### Records to use:
━━━

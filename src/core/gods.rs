use anyhow::{anyhow, Result};
use arrayvec::ArrayVec;
use num_derive::{FromPrimitive, ToPrimitive};
use num_traits::FromPrimitive;
use std::ops::{BitAnd, BitOr, BitOrAssign, Not};

use super::board::{Coords, Field};
use super::convert::{FromIndex, ToIndex};
use super::side::Side;

pub const GOD_COUNT: usize = 12;

/// The twelve gods each side may field, in table order.
#[derive(Debug, Clone, Copy, PartialEq, Eq, Hash, PartialOrd, Ord, FromPrimitive, ToPrimitive)]
pub enum God {
    Zeus,
    Hephaestus,
    Hera,
    Poseidon,
    Apollo,
    Aphrodite,
    Ares,
    Hermes,
    Dionysos,
    Artemis,
    Hades,
    Athena,
}

impl God {
    pub fn all() -> impl Iterator<Item = God> {
        (0..GOD_COUNT).map(|i| PANTHEON[i].god)
    }

    pub fn info(self) -> &'static GodInfo {
        &PANTHEON[self as usize]
    }

    pub fn name(self) -> &'static str {
        self.info().name
    }

    /// One-letter identifier used by turn notation
    pub fn to_id_char(self) -> char {
        self.info().id
    }

    pub fn from_id_char(c: char) -> Option<Self> {
        PANTHEON.iter().find(|info| info.id == c).map(|info| info.god)
    }

    pub fn bit(self) -> u16 {
        1 << (self as u16)
    }
}

impl FromIndex for God {
    fn from_index(idx: usize) -> Result<Self> {
        FromPrimitive::from_usize(idx)
            .ok_or_else(|| anyhow!("Invalid god index: {}", idx))
    }
}

impl ToIndex for God {
    fn to_index(&self) -> usize {
        *self as usize
    }
}

/// Bitmask of status effects on a god
#[derive(Debug, Clone, Copy, PartialEq, Eq, Hash, Default)]
pub struct StatusFx(u8);

impl StatusFx {
    pub const NONE: StatusFx = StatusFx(0);
    /// Bound by an enemy Hades. The only effect not derived from adjacency.
    pub const CHAINED: StatusFx = StatusFx(1);
    /// +1 attack damage, granted by Hephaestus
    pub const DAMAGE_BOOST: StatusFx = StatusFx(2);
    /// +1 movement, granted by Hermes
    pub const SPEED_BOOST: StatusFx = StatusFx(4);
    /// Immune to damage, granted by Athena
    pub const SHIELDED: StatusFx = StatusFx(8);

    pub const fn bits(self) -> u8 {
        self.0
    }

    pub const fn is_empty(self) -> bool {
        self.0 == 0
    }

    pub const fn contains(self, other: StatusFx) -> bool {
        self.0 & other.0 == other.0 && !other.is_empty()
    }

    pub fn insert(&mut self, other: StatusFx) {
        self.0 |= other.0;
    }

    pub fn remove(&mut self, other: StatusFx) {
        self.0 &= !other.0;
    }
}

impl BitOr for StatusFx {
    type Output = StatusFx;

    fn bitor(self, rhs: Self) -> Self::Output {
        StatusFx(self.0 | rhs.0)
    }
}

impl BitOrAssign for StatusFx {
    fn bitor_assign(&mut self, rhs: Self) {
        self.0 |= rhs.0;
    }
}

impl BitAnd for StatusFx {
    type Output = StatusFx;

    fn bitand(self, rhs: Self) -> Self::Output {
        StatusFx(self.0 & rhs.0)
    }
}

impl Not for StatusFx {
    type Output = StatusFx;

    fn not(self) -> Self::Output {
        StatusFx(!self.0)
    }
}

/// A step on the board, in rows and columns
#[derive(Debug, Clone, Copy, PartialEq, Eq)]
pub struct Dir {
    pub dr: i32,
    pub dc: i32,
}

const fn dir(dr: i32, dc: i32) -> Dir {
    Dir { dr, dc }
}

pub const ORTHO_DIRS: &[Dir] = &[dir(-1, 0), dir(0, 1), dir(0, -1), dir(1, 0)];
pub const DIAG_DIRS: &[Dir] = &[dir(-1, -1), dir(-1, 1), dir(1, -1), dir(1, 1)];
pub const ALL_DIRS: &[Dir] = &[
    dir(-1, 0), dir(0, 1), dir(0, -1), dir(1, 0),
    dir(-1, -1), dir(-1, 1), dir(1, -1), dir(1, 1),
];
pub const KNIGHT_DIRS: &[Dir] = &[
    dir(-2, -1), dir(-2, 1), dir(-1, -2), dir(-1, 2),
    dir(1, -2), dir(1, 2), dir(2, -1), dir(2, 1),
];

/// How a pattern reaches fields further than one step away
#[derive(Debug, Clone, Copy, PartialEq, Eq)]
pub enum Traversal {
    /// Slide along each direction, stopping at the first occupied field
    Direct,
    /// Breadth-first flood fill through empty fields
    Indirect,
}

#[derive(Debug, Clone, Copy, PartialEq, Eq)]
pub struct Pattern {
    pub dirs: &'static [Dir],
    pub traversal: Traversal,
}

/// Fixed set of fields hit by an area attack, relative to the attacker
#[derive(Debug, Clone, Copy, PartialEq, Eq)]
pub enum AreaShape {
    /// Three columns wide, the two rows in front of the attacker
    Front,
    /// The 3x3 square centred on the attacker
    Square,
    /// Fields orthogonally adjacent to the attacker
    Diamond,
}

impl AreaShape {
    /// Fields covered when attacking from `origin`, in ascending order.
    pub fn fields(self, side: Side, origin: Field) -> ArrayVec<Field, 9> {
        let Coords { r, c } = origin.coords();
        let contains = |fr: i32, fc: i32| -> bool {
            let (dr, dc) = (fr - r, fc - c);
            match self {
                AreaShape::Front => {
                    let ahead = dr * side.forward();
                    (1..=2).contains(&ahead) && dc.abs() <= 1
                }
                AreaShape::Square => (dr, dc) != (0, 0) && dr.abs() <= 1 && dc.abs() <= 1,
                AreaShape::Diamond => dr.abs() + dc.abs() == 1,
            }
        };
        let mut fields = ArrayVec::new();
        for dr in -2..=2 {
            for dc in -1..=1 {
                if contains(r + dr, c + dc) {
                    if let Some(field) = Field::at(r + dr, c + dc) {
                        fields.push(field);
                    }
                }
            }
        }
        fields
    }
}

#[derive(Debug, Clone, Copy, PartialEq, Eq)]
pub enum AttackKind {
    Ranged(Pattern),
    Area(AreaShape),
}

/// Ability used through a special action, dispatched by god
#[derive(Debug, Clone, Copy, PartialEq, Eq)]
pub enum Special {
    None,
    /// Hermes: attack a second enemy right after attacking
    DoubleAttack,
    /// Hades: bind an adjacent enemy
    Chain,
    /// Aphrodite: trade places with an ally anywhere on the board
    Swap,
    /// Artemis: hit any enemy for 1, taking 1 in return
    WitheringMoon,
    /// Dionysos: knight leaps that kill where they land
    Frenzy,
}

#[derive(Debug, Clone)]
pub struct GodInfo {
    pub god: God,
    pub name: &'static str,
    pub id: char,
    pub hit: u8,
    pub mov: u8,
    pub dmg: u8,
    pub rng: u8,
    pub movement: Pattern,
    pub attack: AttackKind,
    /// Effect granted to same-side neighbours
    pub aura: StatusFx,
    pub special: Special,
    /// Damage dealt to each adjacent enemy when landing on a field
    pub landing_damage: u8,
}

const fn pattern(dirs: &'static [Dir], traversal: Traversal) -> Pattern {
    Pattern { dirs, traversal }
}

pub const PANTHEON: [GodInfo; GOD_COUNT] = [
    GodInfo {
        god: God::Zeus,
        name: "Zeus",
        id: 'Z',
        hit: 10,
        mov: 1,
        dmg: 10,
        rng: 3,
        movement: pattern(ALL_DIRS, Traversal::Indirect),
        attack: AttackKind::Ranged(pattern(ORTHO_DIRS, Traversal::Direct)),
        aura: StatusFx::NONE,
        special: Special::None,
        landing_damage: 0,
    },
    GodInfo {
        god: God::Hephaestus,
        name: "Hephaestus",
        id: 'H',
        hit: 9,
        mov: 2,
        dmg: 7,
        rng: 2,
        movement: pattern(ORTHO_DIRS, Traversal::Indirect),
        attack: AttackKind::Ranged(pattern(ORTHO_DIRS, Traversal::Direct)),
        aura: StatusFx::DAMAGE_BOOST,
        special: Special::None,
        landing_damage: 0,
    },
    GodInfo {
        god: God::Hera,
        name: "Hera",
        id: 'E',
        hit: 8,
        mov: 2,
        dmg: 5,
        rng: 2,
        movement: pattern(DIAG_DIRS, Traversal::Indirect),
        attack: AttackKind::Ranged(pattern(DIAG_DIRS, Traversal::Indirect)),
        aura: StatusFx::NONE,
        special: Special::None,
        landing_damage: 0,
    },
    GodInfo {
        god: God::Poseidon,
        name: "Poseidon",
        id: 'P',
        hit: 7,
        mov: 3,
        dmg: 4,
        rng: 0,
        movement: pattern(ORTHO_DIRS, Traversal::Indirect),
        attack: AttackKind::Area(AreaShape::Front),
        aura: StatusFx::NONE,
        special: Special::None,
        landing_damage: 0,
    },
    GodInfo {
        god: God::Apollo,
        name: "Apollo",
        id: 'O',
        hit: 6,
        mov: 2,
        dmg: 2,
        rng: 3,
        movement: pattern(ALL_DIRS, Traversal::Indirect),
        attack: AttackKind::Ranged(pattern(ALL_DIRS, Traversal::Indirect)),
        aura: StatusFx::NONE,
        special: Special::None,
        landing_damage: 0,
    },
    GodInfo {
        god: God::Aphrodite,
        name: "Aphrodite",
        id: 'A',
        hit: 6,
        mov: 3,
        dmg: 6,
        rng: 1,
        movement: pattern(ALL_DIRS, Traversal::Indirect),
        attack: AttackKind::Ranged(pattern(ALL_DIRS, Traversal::Indirect)),
        aura: StatusFx::NONE,
        special: Special::Swap,
        landing_damage: 0,
    },
    GodInfo {
        god: God::Ares,
        name: "Ares",
        id: 'R',
        hit: 5,
        mov: 3,
        dmg: 5,
        rng: 3,
        movement: pattern(ALL_DIRS, Traversal::Direct),
        attack: AttackKind::Ranged(pattern(ALL_DIRS, Traversal::Direct)),
        aura: StatusFx::NONE,
        special: Special::None,
        landing_damage: 1,
    },
    GodInfo {
        god: God::Hermes,
        name: "Hermes",
        id: 'M',
        hit: 5,
        mov: 3,
        dmg: 3,
        rng: 2,
        movement: pattern(ALL_DIRS, Traversal::Indirect),
        attack: AttackKind::Ranged(pattern(ALL_DIRS, Traversal::Direct)),
        aura: StatusFx::SPEED_BOOST,
        special: Special::DoubleAttack,
        landing_damage: 0,
    },
    GodInfo {
        god: God::Dionysos,
        name: "Dionysos",
        id: 'D',
        hit: 4,
        mov: 1,
        dmg: 4,
        rng: 0,
        movement: pattern(KNIGHT_DIRS, Traversal::Indirect),
        attack: AttackKind::Area(AreaShape::Square),
        aura: StatusFx::NONE,
        special: Special::Frenzy,
        landing_damage: 0,
    },
    GodInfo {
        god: God::Artemis,
        name: "Artemis",
        id: 'T',
        hit: 4,
        mov: 2,
        dmg: 4,
        rng: 2,
        movement: pattern(ALL_DIRS, Traversal::Indirect),
        attack: AttackKind::Ranged(pattern(DIAG_DIRS, Traversal::Direct)),
        aura: StatusFx::NONE,
        special: Special::WitheringMoon,
        landing_damage: 0,
    },
    GodInfo {
        god: God::Hades,
        name: "Hades",
        id: 'S',
        hit: 3,
        mov: 3,
        dmg: 3,
        rng: 1,
        movement: pattern(ALL_DIRS, Traversal::Direct),
        attack: AttackKind::Area(AreaShape::Diamond),
        aura: StatusFx::NONE,
        special: Special::Chain,
        landing_damage: 0,
    },
    GodInfo {
        god: God::Athena,
        name: "Athena",
        id: 'N',
        hit: 3,
        mov: 1,
        dmg: 3,
        rng: 3,
        movement: pattern(ALL_DIRS, Traversal::Indirect),
        attack: AttackKind::Ranged(pattern(ALL_DIRS, Traversal::Direct)),
        aura: StatusFx::SHIELDED,
        special: Special::None,
        landing_damage: 0,
    },
];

━━━

### Task brief:
Check each line of the material for the word "attacker". Copy the ones that have it.

### Result below:
/// Fixed set of fields hit by an area attack, relative to the attacker
    /// Three columns wide, the two rows in front of the attacker
    /// The 3x3 square centred on the attacker
    /// Fields orthogonally adjacent to the attacker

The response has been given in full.